▶ **TO DO**: Please filter the data below down to the lines holding the string "second".

THE DATA below:

#[cfg(test)]
mod tests {
    use super::*;
    use crate::cumulants::progress::RecordingProgress;
    use ndarray::array;

    // -------------------------------------------------------------------------
    // Scope
    // -----
    // These tests cover:
    // - Stage preconditions and their error values.
    // - Symmetry of C and J; strategy equivalence.
    // - `compute_all` ordering through a recording sink.
    // - `K_c` assembly under both formulas.
    // - Clearing of derived arrays on reassignment.
    //
    // They intentionally DO NOT cover:
    // - Statistical convergence (integration tests).
    // -------------------------------------------------------------------------

    fn fixture() -> Cumulants {
        let raw = vec![
            vec![0.3, 1.1, 1.7, 2.9, 3.4, 4.8, 5.2, 6.6, 7.1, 9.0, 10.4, 11.9, 12.2, 14.0],
            vec![0.1, 0.9, 2.2, 2.5, 3.9, 4.4, 6.0, 6.9, 8.3, 9.5, 11.0, 13.3],
            vec![0.6, 1.4, 2.0, 3.1, 4.0, 5.5, 5.9, 7.4, 8.0, 8.8, 12.5, 13.9, 14.5],
        ];
        let options = CumulantOptions::new(1.5, ExecutionStrategy::Sequential).unwrap();
        Cumulants::from_sequences(raw, options).unwrap()
    }

    #[test]
    // Purpose
    // -------
    // `K_c` before `C` reports the missing covariance.
    //
    // Given
    // -----
    // - A fresh session.
    //
    // Expect
    // ------
    // - `MissingPrerequisite { requested: K_c, missing: C }`.
    fn third_cumulant_before_covariance_is_precondition_error() {
        let mut cumul = fixture();

        let err = cumul.compute_empirical_third_cumulant(None).unwrap_err();

        assert_eq!(
            err,
            CumulantError::MissingPrerequisite {
                requested: Stage::ThirdCumulant,
                missing: Stage::Covariance
            }
        );
    }

    #[test]
    // Purpose
    // -------
    // Prerequisites are checked in the order C, E_c, J.
    //
    // Given
    // -----
    // - A session with only `C` computed, then with `C` and `J`.
    //
    // Expect
    // ------
    // - Both report `E_c` as missing.
    fn third_cumulant_checks_third_moment_before_lag_intensity() {
        let mut cumul = fixture();
        cumul.compute_covariance(None).unwrap();

        let first = cumul.compute_empirical_third_cumulant(None).unwrap_err();
        cumul.compute_integrated_intensity(None).unwrap();
        let second = cumul.compute_empirical_third_cumulant(None).unwrap_err();

        let expected = CumulantError::MissingPrerequisite {
            requested: Stage::ThirdCumulant,
            missing: Stage::ThirdMoment,
        };
        assert_eq!(first, expected);
        assert_eq!(second, expected);
    }

    #[test]
    // Purpose
    // -------
    // `C` and `J` are exactly symmetric.
    //
    // Given
    // -----
    // - The three-dimensional fixture, default bandwidth.
    //
    // Expect
    // ------
    // - `C == Cᵀ` and `J == Jᵀ` bit-for-bit.
    fn covariance_and_lag_intensity_are_symmetric() {
        let mut cumul = fixture();

        let c = cumul.compute_covariance(None).unwrap().clone();
        let j = cumul.compute_integrated_intensity(None).unwrap().clone();

        assert_eq!(c, c.t().to_owned());
        assert_eq!(j, j.t().to_owned());
    }

    #[test]
    // Purpose
    // -------
    // The parallel strategy reproduces the sequential arrays exactly.
    //
    // Given
    // -----
    // - The fixture evaluated with both strategies for every stage.
    //
    // Expect
    // ------
    // - Identical `C`, `J`, `E_c` and `F_c`.
    fn parallel_strategy_matches_sequential() {
        let mut seq = fixture();
        let mut par = fixture();
        let (s, p) = (ExecutionStrategy::Sequential, ExecutionStrategy::Parallel);

        assert_eq!(
            seq.compute_covariance_with(None, s).unwrap(),
            par.compute_covariance_with(None, p).unwrap()
        );
        assert_eq!(
            seq.compute_integrated_intensity_with(Some(2.0), s).unwrap(),
            par.compute_integrated_intensity_with(Some(2.0), p).unwrap()
        );
        assert_eq!(
            seq.compute_third_moment_tensor_with(None, s).unwrap(),
            par.compute_third_moment_tensor_with(None, p).unwrap()
        );
        assert_eq!(
            seq.compute_alternative_third_cumulant_with(None, s).unwrap(),
            par.compute_alternative_third_cumulant_with(None, p).unwrap()
        );
    }

    #[test]
    // Purpose
    // -------
    // `compute_all` notifies stages in pipeline order and adds the
    // theoretical stages only with a ground truth.
    //
    // Given
    // -----
    // - One run without ground truth, one with `R = I`.
    //
    // Expect
    // ------
    // - `[C, E_c, J, K_c, All]`, then `[C, E_c, J, K_c, C_th, K_c_th, All]`.
    fn compute_all_reports_stages_in_order() {
        let mut cumul = fixture();
        let sink = RecordingProgress::new();
        cumul.compute_all(None, &sink).unwrap();
        assert_eq!(
            sink.stages(),
            vec![
                Stage::Covariance,
                Stage::ThirdMoment,
                Stage::IntegratedIntensity,
                Stage::ThirdCumulant,
                Stage::All
            ]
        );

        let identity = Array2::<f64>::eye(3);
        cumul.set_ground_truth(identity.view().into()).unwrap();
        let sink = RecordingProgress::new();
        cumul.compute_all(None, &sink).unwrap();
        assert_eq!(sink.stages().len(), 7);
        assert_eq!(sink.stages()[4], Stage::TheoreticalCovariance);
        assert_eq!(sink.stages()[5], Stage::TheoreticalThirdCumulant);
        assert_eq!(
            cumul.theoretical_covariance().unwrap(),
            &Array2::from_diag(cumul.intensities())
        );
    }

    #[test]
    // Purpose
    // -------
    // `K_c` assembly follows both documented formulas.
    //
    // Given
    // -----
    // - `L = [1, 2]`, `C = [[1, 0.5], [0.5, 2]]`, `J = 0`, `h = 2`,
    //   `E0 = [[3, 1], [1, 6]]`, `E1 = [[3, 2], [0, 6]]`, so `M = 2C`.
    //
    // Expect
    // ------
    // - Reference `K[0,1] = (2·1 − 2·1 + 2 − 1·4) / 3 = −2/3`.
    // - Balanced `K[0,1] = (2·(1 − 2·1) + 2 − 1·4) / 3 = −4/3`.
    fn third_cumulant_assembly_follows_both_formulas() {
        let l = array![1.0, 2.0];
        let c = array![[1.0, 0.5], [0.5, 2.0]];
        let j = Array2::<f64>::zeros((2, 2));
        let e0 = array![[3.0, 1.0], [1.0, 6.0]];
        let e1 = array![[3.0, 2.0], [0.0, 6.0]];
        let e_c = Array3::from_shape_fn((2, 2, 2), |(i, jj, k)| {
            if k == 0 {
                e0[[i, jj]]
            } else {
                e1[[i, jj]]
            }
        });

        let reference =
            assemble_third_cumulant(l.view(), &c, &j, &e_c, 2.0, ThirdCumulantFormula::Reference);
        let balanced =
            assemble_third_cumulant(l.view(), &c, &j, &e_c, 2.0, ThirdCumulantFormula::Balanced);

        assert!((reference[[0, 1]] + 2.0 / 3.0).abs() < 1e-12);
        assert!((balanced[[0, 1]] + 4.0 / 3.0).abs() < 1e-12);
    }

    #[test]
    // Purpose
    // -------
    // Reassigning the sequences drops derived arrays and recomputes `L`.
    //
    // Given
    // -----
    // - A session after `compute_all`, then new sequences.
    //
    // Expect
    // ------
    // - Every empirical accessor returns `None`; the ground truth survives.
    fn set_processes_clears_derived_arrays() {
        let mut cumul = fixture();
        let identity = Array2::<f64>::eye(3);
        cumul.set_ground_truth(identity.view().into()).unwrap();
        cumul.compute_all(None, &crate::cumulants::progress::SilentProgress).unwrap();

        cumul.set_processes(vec![
            EventSequence::new(vec![0.0, 1.0]).unwrap(),
            EventSequence::new(vec![0.0, 2.0]).unwrap(),
            EventSequence::empty(),
        ]);

        assert!(cumul.covariance().is_none());
        assert!(cumul.third_moment().is_none());
        assert!(cumul.integrated_intensity().is_none());
        assert!(cumul.third_cumulant().is_none());
        assert!(cumul.theoretical_covariance().is_none());
        assert!(cumul.ground_truth().is_some());
        assert_eq!(cumul.horizon(), 2.0);
        assert_eq!(cumul.intensities(), &array![1.0, 1.0, 0.0]);
    }

    #[test]
    // Purpose
    // -------
    // Reassigning sequences of a different dimension must not leave a stale
    // ground truth behind for the theoretical stages.
    //
    // Given
    // -----
    // - A 3-D session with `R = I₃`, reassigned to two sequences.
    //
    // Expect
    // ------
    // - The ground truth is dropped and `compute_all` returns `Ok`.
    // - `C_th` then reports `MissingGroundTruth` instead of panicking.
    fn set_processes_with_new_dimension_drops_ground_truth() {
        let mut cumul = fixture();
        cumul.set_ground_truth(Array2::<f64>::eye(3).view().into()).unwrap();

        cumul.set_processes(vec![
            EventSequence::new(vec![0.0, 1.0, 2.0, 3.0]).unwrap(),
            EventSequence::new(vec![0.5, 1.5, 2.5]).unwrap(),
        ]);
        let sink = RecordingProgress::new();
        cumul.compute_all(None, &sink).unwrap();

        assert_eq!(cumul.dim(), 2);
        assert!(cumul.ground_truth().is_none());
        assert!(!sink.stages().contains(&Stage::TheoreticalCovariance));
        assert_eq!(
            cumul.compute_theoretical_covariance().unwrap_err(),
            CumulantError::MissingGroundTruth { requested: Stage::TheoreticalCovariance }
        );
    }

    #[test]
    // Purpose
    // -------
    // Changing the trend convention or the formula drops the arrays built
    // under the previous flags, so they cannot be mixed.
    //
    // Given
    // -----
    // - A fully computed reference session; the formula then the trend is
    //   switched.
    //
    // Expect
    // ------
    // - Formula change: `K_c` cleared, `E_c` and `C` kept.
    // - Trend change: `E_c` and `K_c` cleared; recomputing gives the same
    //   `K_c` as a fresh session built with the new flags.
    fn set_options_clears_arrays_built_under_other_flags() {
        use crate::cumulants::{options::TrendConvention, progress::SilentProgress};

        let mut cumul = fixture();
        cumul.compute_all(None, &SilentProgress).unwrap();

        cumul.set_options(cumul.options().with_formula(ThirdCumulantFormula::Balanced));
        assert!(cumul.third_cumulant().is_none());
        assert!(cumul.third_moment().is_some());
        assert!(cumul.covariance().is_some());

        cumul.set_options(cumul.options().with_trend(TrendConvention::Corrected));
        assert!(cumul.third_moment().is_none());
        assert!(cumul.third_cumulant().is_none());
        assert!(cumul.covariance().is_some());

        cumul.compute_third_moment_tensor(None).unwrap();
        let k_c = cumul.compute_empirical_third_cumulant(None).unwrap().clone();
        let mut fresh = Cumulants::new(cumul.process().clone(), *cumul.options());
        fresh.compute_all(None, &SilentProgress).unwrap();
        assert_eq!(Some(&k_c), fresh.third_cumulant());
    }

    #[test]
    // Purpose
    // -------
    // The theoretical third cumulant needs `C_th` first.
    //
    // Given
    // -----
    // - A session with a ground truth but no `C_th`; a session without one.
    //
    // Expect
    // ------
    // - `MissingPrerequisite { K_c_th, C_th }` and `MissingGroundTruth`.
    fn theoretical_stages_check_their_inputs() {
        let mut cumul = fixture();
        assert_eq!(
            cumul.compute_theoretical_covariance().unwrap_err(),
            CumulantError::MissingGroundTruth { requested: Stage::TheoreticalCovariance }
        );

        let identity = Array2::<f64>::eye(3);
        cumul.set_ground_truth(identity.view().into()).unwrap();

        assert_eq!(
            cumul.compute_theoretical_third_cumulant().unwrap_err(),
            CumulantError::MissingPrerequisite {
                requested: Stage::TheoreticalThirdCumulant,
                missing: Stage::TheoreticalCovariance
            }
        );
    }

    #[test]
    // Purpose
    // -------
    // All-empty input yields finite zero statistics rather than a division by
    // zero.
    //
    // Given
    // -----
    // - Two empty sequences.
    //
    // Expect
    // ------
    // - `C`, `J` and `K_c` are all zero.
    fn all_empty_input_yields_zero_statistics() {
        let options = CumulantOptions::default();
        let mut cumul = Cumulants::from_sequences(vec![vec![], vec![]], options).unwrap();

        cumul.compute_all(None, &crate::cumulants::progress::SilentProgress).unwrap();

        let zeros = Array2::<f64>::zeros((2, 2));
        assert_eq!(cumul.covariance().unwrap(), &zeros);
        assert_eq!(cumul.integrated_intensity().unwrap(), &zeros);
        assert_eq!(cumul.third_cumulant().unwrap(), &zeros);
    }

    #[test]
    fn moments_require_covariance_and_third_cumulant() {
        let mut cumul = fixture();
        assert!(cumul.moments().is_err());

        cumul.compute_all(None, &crate::cumulants::progress::SilentProgress).unwrap();
        let moments = cumul.moments().unwrap();

        assert_eq!(&moments.intensities, cumul.intensities());
        assert_eq!(moments.covariance.dim(), (3, 3));
    }

    #[test]
    fn invalid_bandwidth_is_rejected_before_any_work() {
        let mut cumul = fixture();

        let err = cumul.compute_covariance(Some(-1.0)).unwrap_err();

        assert!(matches!(err, CumulantError::InvalidBandwidth { .. }));
        assert!(cumul.covariance().is_none());
    }
}
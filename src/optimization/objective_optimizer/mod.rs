//! objective_optimizer — argmin-powered minimizer for smooth objectives.
//!
//! Purpose
//! -------
//! Provide a small, Argmin-backed optimization layer for **minimizing**
//! objectives `c(θ)` from Rust or Python. Callers implement a single trait,
//! [`Objective`], and invoke [`minimize`] to run either fixed-step gradient
//! descent or L-BFGS with a configurable line search.
//!
//! Key behaviors
//! -------------
//! - Convert user objectives into Argmin problems via
//!   [`adapter::ArgMinAdapter`], with a finite-difference gradient fallback.
//! - [`descent::FixedStepDescent`] implements `θ ← θ − η·∇c(θ)` as an Argmin
//!   `Solver`, so it shares the executor, observers and counters with L-BFGS.
//! - [`minimize`] validates the initial guess with [`Objective::check`],
//!   builds the solver chosen by [`SolverMethod`] via [`builders`], runs it
//!   via [`run::run_solver`], and normalizes results into an [`OptimOutcome`].
//!
//! Invariants & assumptions
//! ------------------------
//! - [`Objective::value`] and [`Objective::grad`] treat invalid inputs as
//!   recoverable [`OptError`](crate::optimization::errors::OptError) values,
//!   not panics.
//! - Configuration types ([`Tolerances`], [`SolverMethod`],
//!   [`OptimizerOptions`]) are validated on construction.
//!
//! Conventions
//! -----------
//! - The cost is the objective itself; gradients are `∇c(θ)`.
//! - [`OptimOutcome::value`] is the best objective value reached.
//! - Reaching `max_iter` reports `converged = true` with a `MaxItersReached`
//!   status; fixed-iteration descent relies on this.
//!
//! Downstream usage
//! ----------------
//! - [`crate::fitting`] implements [`Objective`] for the moment-matching
//!   loss and calls [`minimize`].
//!
//! Testing notes
//! -------------
//! - Unit tests cover adapter pass-through and FD fallback, exact descent
//!   iterates, builder wiring, option validation, and convergence of every
//!   solver on toy quadratics.

pub mod adapter;
pub mod api;
pub mod builders;
pub mod descent;
pub mod run;
pub mod traits;
pub mod types;
pub mod validation;

// ---- Re-exports (primary public surface) ----------------------------------

pub use self::api::minimize;
pub use self::descent::FixedStepDescent;
pub use self::traits::{
    LineSearcher, Objective, OptimOutcome, OptimizerOptions, SolverMethod, Tolerances,
};
pub use self::types::{Cost, FnEvalMap, Grad, Theta, DEFAULT_LBFGS_MEM};

pub mod prelude {
    pub use super::api::minimize;
    pub use super::traits::{
        LineSearcher, Objective, OptimOutcome, OptimizerOptions, SolverMethod, Tolerances,
    };
    pub use super::types::{Cost, Grad, Theta};
}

End of THE DATA.

▶ **SOLUTION TO THIS TASK**:
        let second = cumul.compute_empirical_third_cumulant(None).unwrap_err();
        assert_eq!(second, expected);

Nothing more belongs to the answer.